Saturday, February 28, 2009

Three Cups of Tea


This book will inspire you. If it doesn't, seek help immediately because there is something wrong. Three Cups of Tea by Greg Mortenson and David Oliver Relin is a true story of a mountain climbers despair and near loss of life after failing to reach his objective, the peak of K2, the queen of mountain tops.
During his high altitude exhaustion and confusion Mortenson strays off course to be found and nutured back to health by the kindness of strangers in a remote mountain village he had never heard of, Korphe. He was the first foreigner to ever end up here. Having found "something special" in Korphe he promised them that he would return to build a school for their children after seeing that all their classes were held outside in the open and frosty mountain air with a part-time teacher and no books, pencils or paper.

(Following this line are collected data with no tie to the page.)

//! Incremental dive download.
//!
//! The driver walks the records on the device newest first and calls back
//! once per record. The retriever forwards each new dive, stops when it
//! reaches the fingerprint of the newest dive from the previous download,
//! and stores the fingerprint of the newest dive afterwards. The walk runs
//! on a blocking thread while a separate task polls progress.

use parking_lot::Mutex;
use std::sync::Arc;
use std::time::Duration;
use tokio::sync::mpsc;
use tokio::time::MissedTickBehavior;
use tracing::{debug, info, trace, warn};

use crate::ble::session::LinkSession;
use crate::device::descriptor::Descriptor;
use crate::device::driver::{DeviceEvents, DeviceStatus, IterationControl, OpenDevice, Progress};
use crate::device::parser::DiveParser;
use crate::download::cancel::CancellationToken;
use crate::download::log::DiveLog;
use crate::error::{Error, Result};
use crate::storage::fingerprints::FingerprintStore;
use crate::utils::hex_preview;

/// Default interval between progress reports.
pub const DEFAULT_PROGRESS_INTERVAL: Duration = Duration::from_millis(250);

/// Retriever settings.
#[derive(Debug, Clone, PartialEq, Eq)]
pub struct RetrievalConfig {
    /// How often progress counters are read.
    pub progress_interval: Duration,
}

impl Default for RetrievalConfig {
    fn default() -> Self {
        Self {
            progress_interval: DEFAULT_PROGRESS_INTERVAL,
        }
    }
}

impl RetrievalConfig {
    /// Set the progress polling interval.
    pub fn with_progress_interval(mut self, interval: Duration) -> Self {
        self.progress_interval = interval;
        self
    }
}

/// Parameters of one download.
#[derive(Debug, Clone, Default)]
pub struct RetrievalRequest {
    /// Name the device is stored under in the fingerprint store.
    pub device_name: String,
    /// Stop when a dive with this fingerprint is reached.
    pub stop_fingerprint: Option<Vec<u8>>,
    /// Without a stop fingerprint, look one up when the device reports its serial.
    pub lookup_stored_fingerprint: bool,
    /// Checked before each record.
    pub cancel: CancellationToken,
}

impl RetrievalRequest {
    /// Download everything from `device_name`.
    pub fn new(device_name: impl Into<String>) -> Self {
        Self {
            device_name: device_name.into(),
            ..Self::default()
        }
    }

    /// Stop at a known fingerprint.
    pub fn with_stop_fingerprint(mut self, fingerprint: Option<Vec<u8>>) -> Self {
        self.stop_fingerprint = fingerprint;
        self
    }

    /// Look up the stored fingerprint once the serial is known.
    pub fn with_stored_lookup(mut self, enabled: bool) -> Self {
        self.lookup_stored_fingerprint = enabled;
        self
    }

    /// Use an externally owned cancellation token.
    pub fn with_cancellation(mut self, cancel: CancellationToken) -> Self {
        self.cancel = cancel;
        self
    }
}

/// Observations sent while a download runs.
#[derive(Debug, Clone)]
pub enum RetrievalEvent {
    /// Progress counters changed.
    Progress(Progress),
    /// A new dive was downloaded.
    Dive(DiveLog),
}

/// How a download ended.
#[derive(Debug, Clone, PartialEq)]
pub enum RetrievalOutcome {
    /// New dives were downloaded and the newest fingerprint stored.
    Updated {
        /// Downloaded dives, newest first.
        dives: Vec<DiveLog>,
        /// Fingerprint of the newest dive.
        newest_fingerprint: Vec<u8>,
    },
    /// The newest dive on the device was downloaded before.
    NoNewDives,
    /// The device holds no dives.
    Completed,
    /// Cancelled between records.
    Cancelled {
        /// Dives downloaded before cancellation.
        dives: Vec<DiveLog>,
    },
}

impl RetrievalOutcome {
    /// Dives downloaded by this run.
    pub fn dives(&self) -> &[DiveLog] {
        match self {
            Self::Updated { dives, .. } | Self::Cancelled { dives } => dives,
            Self::NoNewDives | Self::Completed => &[],
        }
    }

    /// Take the downloaded dives.
    pub fn into_dives(self) -> Vec<DiveLog> {
        match self {
            Self::Updated { dives, .. } | Self::Cancelled { dives } => dives,
            Self::NoNewDives | Self::Completed => Vec::new(),
        }
    }
}

/// State threaded through the record callback of one walk.
struct RetrievalContext<'a> {
    /// Number of the next forwarded dive.
    next_number: u32,
    newest_fingerprint: Option<Vec<u8>>,
    stop_fingerprint: Option<Vec<u8>>,
    /// Fingerprint found by the device-info lookup.
    looked_up: Arc<Mutex<Option<Vec<u8>>>>,
    cancel: &'a CancellationToken,
    saw_cancel: bool,
    parse_failure: Option<Error>,
    dives: Vec<DiveLog>,
}

impl<'a> RetrievalContext<'a> {
    fn new(
        stop_fingerprint: Option<Vec<u8>>,
        looked_up: Arc<Mutex<Option<Vec<u8>>>>,
        cancel: &'a CancellationToken,
    ) -> Self {
        Self {
            next_number: 1,
            newest_fingerprint: None,
            stop_fingerprint,
            looked_up,
            cancel,
            saw_cancel: false,
            parse_failure: None,
            dives: Vec::new(),
        }
    }

    fn effective_stop(&self) -> Option<Vec<u8>> {
        self.stop_fingerprint
            .clone()
            .or_else(|| self.looked_up.lock().clone())
    }

    fn found_new(&self) -> bool {
        !self.dives.is_empty()
    }

    fn on_record(
        &mut self,
        data: &[u8],
        fingerprint: &[u8],
        descriptor: &Descriptor,
        parser: &dyn DiveParser,
        events: &mpsc::UnboundedSender<RetrievalEvent>,
    ) -> IterationControl {
        if self.cancel.is_cancelled() {
            debug!("Download cancelled before dive #{}", self.next_number);
            self.saw_cancel = true;
            return IterationControl::Stop;
        }

        if self.newest_fingerprint.is_none() {
            self.newest_fingerprint = Some(fingerprint.to_vec());
        }

        if self.effective_stop().as_deref() == Some(fingerprint) {
            info!(
                "Reached previously downloaded dive {}",
                hex::encode(fingerprint)
            );
            return IterationControl::Stop;
        }

        match parser.parse(descriptor, data) {
            Ok(dive) => {
                let log = DiveLog::new(self.next_number, fingerprint, data, dive);
                trace!(
                    "Dive #{} fingerprint {}: {}",
                    log.number,
                    log.fingerprint_hex(),
                    hex_preview(data, 16)
                );
                let _ = events.send(RetrievalEvent::Dive(log.clone()));
                self.dives.push(log);
                self.next_number += 1;
                IterationControl::Continue
            }
            Err(e) => {
                warn!("Failed to parse dive #{}: {}", self.next_number, e);
                self.parse_failure = Some(Error::ParseFailed {
                    dive: self.next_number,
                    reason: e.to_string(),
                });
                IterationControl::Stop
            }
        }
    }
}

/// Downloads dives from the device attached to a session.
#[derive(Clone)]
pub struct DiveLogRetriever {
    fingerprints: Arc<FingerprintStore>,
    parser: Arc<dyn DiveParser>,
    config: RetrievalConfig,
}

impl DiveLogRetriever {
    /// Create a retriever.
    pub fn new(fingerprints: Arc<FingerprintStore>, parser: Arc<dyn DiveParser>) -> Self {
        Self {
            fingerprints,
            parser,
            config: RetrievalConfig::default(),
        }
    }

    /// Replace the settings.
    pub fn with_config(mut self, config: RetrievalConfig) -> Self {
        self.config = config;
        self
    }

    /// The fingerprint store used for persistence.
    pub fn fingerprints(&self) -> &Arc<FingerprintStore> {
        &self.fingerprints
    }

    /// Download new dives from the device attached to `session`.
    ///
    /// The walk runs on a blocking thread holding the session's device;
    /// a second concurrent call waits for the first. Dives and progress
    /// are also sent to `events` as they arrive.
    pub async fn retrieve(
        &self,
        session: &LinkSession,
        request: RetrievalRequest,
        events: mpsc::UnboundedSender<RetrievalEvent>,
    ) -> Result<RetrievalOutcome> {
        if !session.is_ready() {
            return Err(Error::NoDeviceConnected);
        }
        let device_events = session.device_events().ok_or(Error::NoDeviceConnected)?;

        let poller = self.spawn_progress_poller(device_events, events.clone());

        let slot = session.device_slot();
        let retriever = self.clone();
        let result = tokio::task::spawn_blocking(move || {
            let mut guard = slot.lock();
            let device = guard.as_mut().ok_or(Error::NoDeviceConnected)?;
            retriever.run_blocking(device, request, &events)
        })
        .await;

        poller.abort();
        result?
    }

    fn spawn_progress_poller(
        &self,
        device_events: Arc<DeviceEvents>,
        events: mpsc::UnboundedSender<RetrievalEvent>,
    ) -> tokio::task::JoinHandle<()> {
        let interval = self.config.progress_interval;

        tokio::spawn(async move {
            let mut ticker = tokio::time::interval(interval);
            ticker.set_missed_tick_behavior(MissedTickBehavior::Skip);
            let mut last = Progress::default();

            loop {
                ticker.tick().await;
                let progress = device_events.progress();
                if progress == last {
                    continue;
                }
                last = progress;
                if events.send(RetrievalEvent::Progress(progress)).is_err() {
                    break;
                }
            }
        })
    }

    /// Run one walk on the calling thread. Blocks on device I/O.
    pub fn run_blocking(
        &self,
        device: &mut OpenDevice,
        request: RetrievalRequest,
        events: &mpsc::UnboundedSender<RetrievalEvent>,
    ) -> Result<RetrievalOutcome> {
        let RetrievalRequest {
            device_name,
            stop_fingerprint,
            lookup_stored_fingerprint,
            cancel,
        } = request;

        info!(
            "Downloading dives from {} (stop at {})",
            device_name,
            stop_fingerprint
                .as_deref()
                .map(hex::encode)
                .unwrap_or_else(|| "none".to_string())
        );

        let fingerprint_filter = stop_fingerprint.as_deref().unwrap_or(&[]);
        if let Err(status) = device.device.set_fingerprint(fingerprint_filter) {
            debug!("Driver did not take the fingerprint filter: {}", status);
        }

        let looked_up = Arc::new(Mutex::new(None));
        if lookup_stored_fingerprint && stop_fingerprint.is_none() {
            let store = self.fingerprints.clone();
            let cell = looked_up.clone();
            device
                .events
                .set_fingerprint_lookup(Some(Box::new(move |model: &str, serial: &str| {
                    let found = store.get(model, serial)?;
                    *cell.lock() = Some(found.clone());
                    Some(found)
                })));
        }

        let descriptor = device.descriptor.clone();
        let parser = self.parser.clone();
        let mut context = RetrievalContext::new(stop_fingerprint, looked_up, &cancel);

        let status = {
            let mut callback = |data: &[u8], fingerprint: &[u8]| {
                context.on_record(data, fingerprint, &descriptor, parser.as_ref(), events)
            };
            device.device.foreach(&mut callback)
        };
        device.events.set_fingerprint_lookup(None);

        if let Some(failure) = context.parse_failure.take() {
            return Err(failure);
        }

        let cancelled = context.saw_cancel
            || (cancel.is_cancelled() && status == Err(DeviceStatus::Cancelled));
        if cancelled {
            info!(
                "Download cancelled after {} dives",
                context.dives.len()
            );
            return Ok(RetrievalOutcome::Cancelled {
                dives: context.dives,
            });
        }

        if let Err(status) = status {
            warn!("Dive enumeration failed: {}", status);
            return Err(Error::EnumerationFailed { status });
        }

        let stop_supplied = context.effective_stop().is_some();

        match (context.found_new(), context.newest_fingerprint.take()) {
            (true, Some(newest)) => {
                match device.events.serial() {
                    Some(serial) => {
                        if let Err(e) = self.fingerprints.put(&newest, &device_name, &serial) {
                            warn!("Failed to store fingerprint: {}", e);
                        }
                    }
                    None => warn!("Device reported no serial; fingerprint not stored"),
                }
                info!("Downloaded {} new dives", context.dives.len());
                Ok(RetrievalOutcome::Updated {
                    dives: context.dives,
                    newest_fingerprint: newest,
                })
            }
            _ if stop_supplied => {
                info!("No new dives since last download");
                Ok(RetrievalOutcome::NoNewDives)
            }
            _ => {
                info!("Device has no dives");
                Ok(RetrievalOutcome::Completed)
            }
        }
    }
}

This promise took him along an almost unbelievable journey that at times uncertain finally met and far exceeded his goal.
The story confirms that a small amount of money (and huge amount of effort) put in the right hands under the right objective will do more for peace in the world than most of our "well laid" and expensive plans. The best part is the story hasn't ended yet and if we want we can become part of the story going forward. Please, read this book.
By the way, thanks for this Christmas gift Mom.